Buku tentang komunikasi hewan tidak akan lengkap tanpa tulisan tentang anjing, dan buku ini tidak terkecuali. Anjing Kershenbaum sendiri, Darwin, menjadi bintang tamu di sepanjang buku ini. (Namun, sebelum buku itu selesai, Darwin meninggal pada usia 16 tahun, dan buku ini didedikasikan untuknya.)
Anjing memainkan peran penting dalam setiap kisah komunikasi hewan karena begitu banyak informasi yang disampaikan bolak-balik antara anjing dan pemiliknya, dalam hubungan yang terjalin selama puluhan ribu tahun, demi kepentingan keduanya. Namun pembaca tidak akan menemukan dukungan terhadap anjing peliharaan mereka yang memiliki kemampuan telepati atau gagasan umum lainnya yang dimiliki banyak orang tentang anjing mereka – dan tentang hewan secara umum.

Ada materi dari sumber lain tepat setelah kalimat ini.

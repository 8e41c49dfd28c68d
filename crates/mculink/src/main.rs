mod cmd;
mod exit;
mod logging;
mod output;

use clap::Parser;

use crate::cmd::Command;
use crate::logging::{init_logging, LogFormat, LogLevel};
use crate::output::OutputFormat;

#[derive(Parser, Debug)]
#[command(name = "mculink", version, about = "Talk to a microcontroller over a framed link")]
struct Cli {
    /// Output format.
    #[arg(long, value_name = "FORMAT", global = true, env = "MCULINK_FORMAT")]
    format: Option<OutputFormat>,

    /// Log output format (stderr).
    #[arg(long, value_name = "FORMAT", default_value = "text", global = true)]
    log_format: LogFormat,

    /// Minimum log level (stderr).
    #[arg(
        long,
        value_name = "LEVEL",
        default_value = "info",
        global = true,
        env = "MCULINK_LOG_LEVEL"
    )]
    log_level: LogLevel,

    #[command(subcommand)]
    command: Command,
}

fn main() {
    let cli = Cli::parse();
    init_logging(cli.log_format, cli.log_level);

    let format = cli.format.unwrap_or_else(OutputFormat::default_for_stdout);
    let result = cmd::run(cli.command, format);

    match result {
        Ok(code) => std::process::exit(code),
        Err(err) => {
            eprintln!("error: {err}");
            std::process::exit(err.code);
        }
    }
}

#[cfg(test)]
mod tests {
    use super::*;

    #[test]
    fn parses_send_subcommand() {
        let cli = Cli::try_parse_from([
            "mculink",
            "send",
            "unix:/tmp/mcu.sock",
            "LED:on",
            "--timeout",
            "2s",
        ])
        .expect("send args should parse");

        let Command::Send(args) = cli.command else {
            panic!("expected send");
        };
        assert_eq!(args.endpoint, "unix:/tmp/mcu.sock");
        assert_eq!(args.command, "LED:on");
        assert_eq!(args.timeout, "2s");
    }

    #[test]
    fn send_requires_a_command() {
        let err = Cli::try_parse_from(["mculink", "send", "/tmp/mcu.sock"])
            .expect_err("missing command should fail");

        assert_eq!(
            err.kind(),
            clap::error::ErrorKind::MissingRequiredArgument
        );
    }

    #[test]
    fn parses_telemetry_with_global_flags() {
        let cli = Cli::try_parse_from([
            "mculink",
            "telemetry",
            "tcp:127.0.0.1:2000",
            "--duration",
            "500ms",
            "--format",
            "json",
            "--log-level",
            "debug",
        ])
        .expect("telemetry args should parse");

        assert!(matches!(cli.command, Command::Telemetry(_)));
        assert!(matches!(cli.format, Some(OutputFormat::Json)));
        assert!(matches!(cli.log_level, LogLevel::Debug));
    }

    #[test]
    fn parses_bench_defaults() {
        let cli = Cli::try_parse_from(["mculink", "bench", "unix:/tmp/mcu.sock"])
            .expect("bench args should parse");

        let Command::Bench(args) = cli.command else {
            panic!("expected bench");
        };
        assert_eq!(args.count, 20);
        assert_eq!(args.pause, "1s");
        assert_eq!(args.timeout, "10s");
    }

    #[test]
    fn parses_simulate_defaults() {
        let cli = Cli::try_parse_from(["mculink", "simulate", "/tmp/mcu.sock"])
            .expect("simulate args should parse");

        let Command::Simulate(args) = cli.command else {
            panic!("expected simulate");
        };
        assert_eq!(args.interval, "20ms");
        assert_eq!(args.reply, "ok");
    }
}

“Mengapa Hewan Berbicara” bisa menjadi buku yang membuat frustrasi. Kershenbaum sering menulis secara melingkar – mengulangi apa yang telah ditulisnya sebelumnya, dengan kata-kata yang sedikit berbeda, sering kali dengan beberapa elemen tambahan – dan terlalu bergantung pada mengajukan pertanyaan untuk menyampaikan gagasan. Orang mungkin berpikir bahwa editor yang baik dapat meluruskan simpul-simpul ini.
Namun tidak ada keraguan bahwa buku Kershenbaum juga merangsang dan menantang pembaca untuk berpikir keras tentang apa yang kita miliki bersama hewan-hewan lain di planet kita, dan apa yang membedakan kita dari mereka.
Karena sebenarnya ada sebuah garis, seperti yang akhirnya disimpulkan oleh Kershenbaum. “Ya, ada banyak kesamaan,” tulisnya. “Hewan mempunyai beberapa sintaksis dan bahkan beberapa suara yang berperilaku seperti kata-kata, dan mereka terkadang mengkomunikasikan ide-ide yang kompleks, meskipun lebih sering dalam ide-ide sederhana. Tapi hewan tidak menggabungkan semua kemampuan ini dengan efek ledakan seperti yang kita lakukan.”
Terlebih lagi, ia menambahkan: “Kita telah menjauh dari apa yang dilakukan hewan, dan menjauh begitu cepat, sehingga perbandingan langsung antara diri kita dan spesies lain tampak seperti kekanak-kanakan. Harus jelas bahwa ‘Apakah hewan mempunyai bahasa?’ bukanlah pertanyaan yang bagus.”